In an urban setting, homeowners must rely on gardens to submerge themselves in nature. Framed by hollies and magnolias, the workhorses of privacy, this Charlotte home offers an escape from its surrounding urban landscape. The European architecture sets the tone and tenure of the project and reflects the homeowners’ tastes. “The homeowners are two of the most sophisticated people, with very refined style,” Ben Page of Page|Duke Landscape Architects tells us. “They are quite refined and focused on anything that can be edited or simplified.”

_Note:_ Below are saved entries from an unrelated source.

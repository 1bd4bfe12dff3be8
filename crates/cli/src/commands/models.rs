//! Models command handler.

use super::print_json;
use clap::Args;
use shelf_core::{config::AppConfig, AppError, AppResult};
use shelf_llm::create_client;

/// List the models the active provider exposes
#[derive(Args, Debug)]
pub struct ModelsCommand {
    /// Output as JSON
    #[arg(long)]
    pub json: bool,
}

impl ModelsCommand {
    pub async fn execute(&self, config: &AppConfig) -> AppResult<()> {
        tracing::info!("Listing models for provider {}", config.provider);

        let endpoint = config.resolve_endpoint(&config.provider);
        let api_key = config.resolve_api_key(&config.provider);
        let client = create_client(&config.provider, endpoint.as_deref(), api_key.as_deref())
            .map_err(AppError::Config)?;

        let models = client.list_models().await?;

        if self.json {
            return print_json(&models);
        }

        for model in &models {
            let marker = if model.name == config.model { "*" } else { " " };
            match model.description {
                Some(ref description) => println!("{} {}  {}", marker, model.name, description),
                None => println!("{} {}", marker, model.name),
            }
        }
        Ok(())
    }
}
//! # 텍스트 통계 유틸리티
//!
//! 에디터 본문(리치 텍스트 마크업)에서 단어 수, 글자 수, 내용 다이제스트를 계산합니다.
//!
//! - `count_words()`: 평문 투영(`strip_html`) 기준 단어 수
//! - `count_chars()`: 원문 그대로의 문자 수
//! - `content_digest()`: 저장 생략 판단에 쓰는 SHA-256 hex

use sha2::{Digest, Sha256};

use super::diff::strip_html;

/// 본문의 단어 수를 계산합니다.
///
/// 태그를 제거한 평문을 공백(스페이스, 탭, 줄바꿈)으로 나누고 비어 있지 않은 토큰만 셉니다.
pub fn count_words(content: &str) -> usize {
    strip_html(content).split_whitespace().count()
}

/// 본문의 문자 수를 계산합니다.
///
/// 마크업을 포함한 원문 기준이며, 유니코드 문자 단위로 셉니다 (한글 1자 = 1문자).
/// `.len()`은 바이트 수이므로 쓰지 않습니다.
pub fn count_chars(content: &str) -> usize {
    content.chars().count()
}

/// 본문의 SHA-256 다이제스트(소문자 hex)
///
/// 바이트 단위로 같은 본문은 같은 값을 가지므로, "마지막 저장 이후 변경 없음"을
/// 본문 전체를 들고 있지 않고도 판단할 수 있습니다.
pub fn content_digest(content: &str) -> String {
    let mut hasher = Sha256::new();
    hasher.update(content.as_bytes());
    format!("{:x}", hasher.finalize())
}
//! # 초안(Draft) 모델 정의
//!
//! 자동 저장된, 아직 발행되지 않은 챕터 스냅샷을 표현하는 구조체들입니다.
//!
//! ## 초안 라이프사이클
//! ```text
//! enable_auto_save() → 새 draft_id 발급 → save_draft_content() 반복
//!                    → disable_auto_save() (삭제하지 않음)
//!                    → 다시 enable 하면 새 draft_id (재사용하지 않음)
//! ```

use chrono::{DateTime, Utc};
use serde::{Deserialize, Serialize};

use crate::error::AppError;

/// DB의 `drafts` 테이블 한 행
#[derive(Debug, Clone, sqlx::FromRow)]
pub struct DraftRow {
    pub id: String,
    pub user_id: String,
    pub chapter_id: Option<String>,
    pub title: String,
    pub content: String,
    /// 본문의 SHA-256 (hex). 같은 내용의 재저장을 걸러냅니다.
    pub content_hash: String,
    pub word_count: i64,
    pub char_count: i64,
    pub auto_save_enabled: i64,
    /// ISO 8601 UTC (예: "2026-02-16T12:00:00.000Z")
    pub last_saved_at: String,
    pub created_at: String,
}

impl DraftRow {
    /// 저장소 행을 도메인 레코드로 변환합니다.
    ///
    /// `last_saved_at`은 SQLite의 `strftime('%Y-%m-%dT%H:%M:%fZ')` 형식이므로
    /// RFC 3339로 파싱됩니다. 파싱에 실패하면 저장소가 손상된 것으로 보고 내부 에러를 냅니다.
    pub fn into_record(self) -> Result<DraftRecord, AppError> {
        let last_saved_at = DateTime::parse_from_rfc3339(&self.last_saved_at)
            .map_err(|e| {
                AppError::Internal(format!(
                    "draft {} has malformed last_saved_at {:?}: {}",
                    self.id, self.last_saved_at, e
                ))
            })?
            .with_timezone(&Utc);

        Ok(DraftRecord {
            draft_id: self.id,
            chapter_id: self.chapter_id,
            title: self.title,
            content: self.content,
            last_saved_at,
            word_count: Some(self.word_count.max(0) as usize),
            char_count: Some(self.char_count.max(0) as usize),
        })
    }
}

/// 영속화 계층이 돌려주는 초안 레코드
///
/// 단어 수/글자 수는 상위에서 이미 계산했을 수도, 아닐 수도 있으므로 `Option`입니다.
/// 복구 컨트롤러(`services::recovery`)가 비어 있는 값을 채웁니다.
#[derive(Debug, Clone, PartialEq, Serialize, Deserialize)]
pub struct DraftRecord {
    pub draft_id: String,
    /// 발행된 챕터를 편집 중인 초안이면 해당 챕터 ID
    pub chapter_id: Option<String>,
    pub title: String,
    /// 직렬화된 리치 텍스트 마크업
    pub content: String,
    pub last_saved_at: DateTime<Utc>,
    #[serde(default)]
    pub word_count: Option<usize>,
    #[serde(default)]
    pub char_count: Option<usize>,
}

/// `PUT /drafts/content`: saveDraftContent
#[derive(Debug, Clone, Serialize, Deserialize)]
pub struct SaveDraftRequest {
    pub title: String,
    pub content: String,
    #[serde(default)]
    pub draft_id: Option<String>,
    #[serde(default)]
    pub chapter_id: Option<String>,
}

/// `POST /drafts/autosave/enable`, `POST /drafts/autosave/disable` 공용 본문
#[derive(Debug, Clone, Default, Serialize, Deserialize)]
pub struct AutoSaveToggleRequest {
    #[serde(default)]
    pub draft_id: Option<String>,
    #[serde(default)]
    pub chapter_id: Option<String>,
}

#[derive(Debug, Clone, Serialize, Deserialize)]
pub struct DraftIdResponse {
    pub draft_id: String,
}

“We love to work in the world where the three disciplines — architect, interior designer and landscape architect — work together,” Ben shares. “The team was deeply committed to the interior-exterior relationships. The architect responded to this relationship with the addition of large window walls, allowing you to see through the house to its surrounding landscape. The interior designer handled the textures inside the home in an ethereal way, so the interiors blend into the outdoor landscape.”
The brick driveway is the first indication of the project’s quality. “The driveway harks back to the early 20th century,” Ben says of the layout for vehicular access. “The car is not the dominant image for the presentation,” he further explains. The combination of materials, including stone and brick, determine the texture, which is enhanced with natural plant materials. “The house has a sense of formality, so we used relaxed texture combinations — rich materials handled in an informal way.”
A garden adjacent to the kitchen is a favorite spot on the property, the small garden moving into the larger landscape by way of limestone steps. “The garden is reflective of the relaxed formality of the kitchen,” Ben explains. “It is a soft transition from the back of the house to the backyard. There is a conscious sequencing of space between the house and the immediate landscape, and the natural, wild landscape.”
The overall design is relaxed but focused on refined architecture and details. “The house and landscape reflect the personality of the owner. That gives me pleasure.”
From the kitchen to the parterre garden to the pool and terraces, there are numerous social spaces throughout the property. The expansive backyard is home to a pool pavilion, which is a formal and structurally elegant piece of architecture. That formality is balanced by an oval pool, a more informal presentation of water, explains Ben. The pool is surrounded by solid limestone, an integral part of its backyard setting.
“The chambers of the home are all intimately connected but set up for privacy,” Ben explains. “While you are sitting by the pool, you don’t know you are also sitting next to the motor court and four-car garage.”
Thank you, Page|Duke Landscape Architects for sharing this example of simplicity and refinement at once translating into a lush garden landscape.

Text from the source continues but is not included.